Тогда нельзя будет отличить людей Бога от слуг Князя тьмы. Все поменяются местами. Новая война налепит на людей новые ярлыки. Вот идет, грохочет новое орудие смерти: дом на колесах, величиной с гору, гремит всеми железными листами, шурупами и болтами, если он на тебя наползёт, раздавит тебя кровавой букашкой под бешено вертящимися колесами. Дом вздымается стальной волной, дом издает человеческий крик. Погибая под взрывами, дом хрипит, но убить его слишком трудно, ибо он имеет способность возрождаться. Железо, если оно мыслит, человеку подобно, и размножается, подобно человеку, оно уже бессмертно, и сжигай его не сжигай, оно воспрянет и восстанет против человека. Убьёт родителя своего. Да ведь так и дети поступают с отцами и матерями; отцеубийца проклят, матереубийца казнен на площади, да только вновь и вновь они, убийцы тех, кто их породил, приходят на землю. Все возвращается. Хорошо это или плохо? Мы мечтаем о бессмертии. А ведь оно хуже самой лютой казни. Я, врач, спасаю людей от смерти, и я всё время забываю, какое благо – умереть.

Лечу и вижу. Лечу и плачу.

Лечу, а может, еду, а может, сплю. Нет, это меня на подводе в новом городе везут в новую тюрьму. Холодно. Это Север. Меня привели в новую камеру, там угрюмо сидели и молчали новые люди, я сел на нары, опустил глаза и закатал штаны до колен. Мои ноги неимоверно распухли. Это плохо работало сердце. Не тянуло тяжелый воз изношенного тела.

Я был ещё молод, дитятко, а уже как старик.

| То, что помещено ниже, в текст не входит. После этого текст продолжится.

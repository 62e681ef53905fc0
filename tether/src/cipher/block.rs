// Licensed under the Apache License, Version 2.0 (the "License");
// you may not use this file except in compliance with the License.
// You may obtain a copy of the License at
//
// http://www.apache.org/licenses/LICENSE-2.0
//
// Unless required by applicable law or agreed to in writing, software
// distributed under the License is distributed on an "AS IS" BASIS,
// WITHOUT WARRANTIES OR CONDITIONS OF ANY KIND, either express or implied.
// See the License for the specific language governing permissions and
// limitations under the License.
//

//! Stream-cipher record protection with an HMAC tag, in the classic
//! encrypt-and-MAC layout and the OpenSSH `-etm` variant.

use std::marker::PhantomData;

use aes::cipher::{IvSizeUser, KeyIvInit, KeySizeUser, StreamCipher};
use generic_array::GenericArray;
use rand::RngCore;

use super::{PACKET_LENGTH_LEN, PADDING_LENGTH_LEN};
use crate::mac::{Mac, MacAlgorithm};
use crate::Error;

const BLOCK_LEN: usize = 16;

// RFC 4253 §6.
const MIN_PADDING_LEN: usize = 4;

pub struct CtrCipher<C: StreamCipher + KeySizeUser + IvSizeUser>(pub PhantomData<C>);

impl<C> super::Cipher for CtrCipher<C>
where
    C: StreamCipher + KeySizeUser + IvSizeUser + KeyIvInit + Send + 'static,
{
    fn key_len(&self) -> usize {
        C::key_size()
    }

    fn nonce_len(&self) -> usize {
        C::iv_size()
    }

    fn needs_mac(&self) -> bool {
        true
    }

    fn opening_key(
        &self,
        k: &[u8],
        n: &[u8],
        m: &[u8],
        mac: &dyn MacAlgorithm,
    ) -> Box<dyn super::OpeningKey + Send> {
        Box::new(CtrHmacKey::<C>::new(k, n, m, mac))
    }

    fn sealing_key(
        &self,
        k: &[u8],
        n: &[u8],
        m: &[u8],
        mac: &dyn MacAlgorithm,
    ) -> Box<dyn super::SealingKey + Send> {
        Box::new(CtrHmacKey::<C>::new(k, n, m, mac))
    }
}

/// One direction of the record layer: a keystream position plus the MAC
/// state for that direction. The same type serves as opening and sealing
/// key; the KDF never hands the two sides the same material.
struct CtrHmacKey<C> {
    cipher: C,
    mac: Box<dyn Mac + Send>,
}

impl<C: KeyIvInit> CtrHmacKey<C> {
    fn new(key: &[u8], nonce: &[u8], mac_key: &[u8], mac: &dyn MacAlgorithm) -> Self {
        Self {
            cipher: C::new(GenericArray::from_slice(key), GenericArray::from_slice(nonce)),
            mac: mac.make_mac(mac_key),
        }
    }
}

impl<C: StreamCipher> super::OpeningKey for CtrHmacKey<C> {
    fn head_len(&self) -> usize {
        BLOCK_LEN
    }

    fn decode_packet_length(&self, _sequence_number: u32, first_block: &[u8]) -> [u8; 4] {
        let mut length = [0u8; PACKET_LENGTH_LEN];
        if self.mac.is_etm() {
            // Encrypt-then-MAC sends the length field in the clear.
            #[allow(clippy::indexing_slicing)] // the caller hands a full block
            length.copy_from_slice(&first_block[..PACKET_LENGTH_LEN]);
        } else {
            // Peeking at the length must not advance the stored keystream,
            // and the CTR types are not Clone: decrypt a bitwise copy of
            // the cipher state over a scratch block instead.
            let mut scratch = [0u8; BLOCK_LEN];
            #[allow(clippy::indexing_slicing)] // the caller hands a full block
            scratch.copy_from_slice(&first_block[..BLOCK_LEN]);
            let mut keystream: C = unsafe { std::ptr::read(&self.cipher as *const C) };
            keystream.apply_keystream(&mut scratch);
            #[allow(clippy::indexing_slicing)]
            length.copy_from_slice(&scratch[..PACKET_LENGTH_LEN]);
        }
        length
    }

    fn tag_len(&self) -> usize {
        self.mac.mac_len()
    }

    fn open<'a>(
        &mut self,
        sequence_number: u32,
        ciphertext_and_tag: &'a mut [u8],
    ) -> Result<&'a [u8], Error> {
        let boundary = ciphertext_and_tag.len() - self.mac.mac_len();
        let (body, tag) = ciphertext_and_tag.split_at_mut(boundary);

        if self.mac.is_etm() {
            // The tag covers the ciphertext: check it before the keystream
            // touches anything.
            if !self.mac.verify(sequence_number, body, tag) {
                return Err(Error::IntegrityFailure);
            }
            #[allow(clippy::indexing_slicing)] // at least one block long
            self.cipher.apply_keystream(&mut body[PACKET_LENGTH_LEN..]);
        } else {
            self.cipher.apply_keystream(body);
            if !self.mac.verify(sequence_number, body, tag) {
                return Err(Error::IntegrityFailure);
            }
        }

        #[allow(clippy::indexing_slicing)] // at least one block long
        Ok(&body[PACKET_LENGTH_LEN..])
    }
}

impl<C: StreamCipher> super::SealingKey for CtrHmacKey<C> {
    fn padding_len(&self, payload: &[u8]) -> usize {
        // Padding brings the encrypted portion to a block boundary. In the
        // classic layout that portion includes the length field; under ETM
        // it does not.
        let length_len = if self.mac.is_etm() {
            0
        } else {
            PACKET_LENGTH_LEN
        };
        let padded = length_len + PADDING_LENGTH_LEN + payload.len();
        let mut padding = BLOCK_LEN - padded % BLOCK_LEN;
        if padding < MIN_PADDING_LEN {
            padding += BLOCK_LEN;
        }
        padding
    }

    fn random_padding(&self, padding_out: &mut [u8]) {
        rand::thread_rng().fill_bytes(padding_out);
    }

    fn tag_len(&self) -> usize {
        self.mac.mac_len()
    }

    fn seal(
        &mut self,
        sequence_number: u32,
        plaintext_in_ciphertext_out: &mut [u8],
        tag_out: &mut [u8],
    ) {
        if self.mac.is_etm() {
            #[allow(clippy::indexing_slicing)] // at least one block long
            self.cipher
                .apply_keystream(&mut plaintext_in_ciphertext_out[PACKET_LENGTH_LEN..]);
            self.mac
                .compute(sequence_number, plaintext_in_ciphertext_out, tag_out);
        } else {
            self.mac
                .compute(sequence_number, plaintext_in_ciphertext_out, tag_out);
            self.cipher.apply_keystream(plaintext_in_ciphertext_out);
        }
    }
}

Ночь прикрыла нас и наши одинокие слёзы толстым, беспросветным траурным платом. Я лежал и глядел в потолок. Думал о войне. Она шла далеко и бесконечно. Я закрыл глаза, хотел уснуть. Не получилось. Я видел перед собой большую войну, другую, не нашу, там люди сражались невиданным оружием; потом вдыхал ароматы мира, потом надвинулись видения ещё одной войны, потом ещё, и я перестал расставлять войны по старшинству, по ранжиру и росту, я просто понял, что им нет конца, и стал я безутешен. Нас желают захватить! Но мы не дадимся. Не поддадимся! И Давид побивал несчастных филистимлян ослиною челюстью! И героиня Иудифь отсекала голову вражескому царю Олоферну! Чем мы хуже? Но ведь и не лучше! Война всеобща. Теперь нам надо в ней жить. Мы не выберемся из неё. Если и возникнет замирение, оно на час, на полчаса. Передышка. А потом опять.

Да, опять, на другое утро, после ночи в холодной тюрьме в холодном, до крыш заваленном снегом и льдом городе, нас погнали на вокзал, втолкнули поезд, и шатались мы в нём, живые маятники, до другого города, и я, доченька, не помню ничего, что было в тот день. Ничего! Старая память. Нету памяти. Как красиво лежат твои беленькие коски у тебя на груди. Я не вижу глазами, но я вижу сердцем. Будто седые, но ведь ты не старушка, а девчонка. А будто старушка. Я священник, я и старуху могу назвать во храме: дочь моя.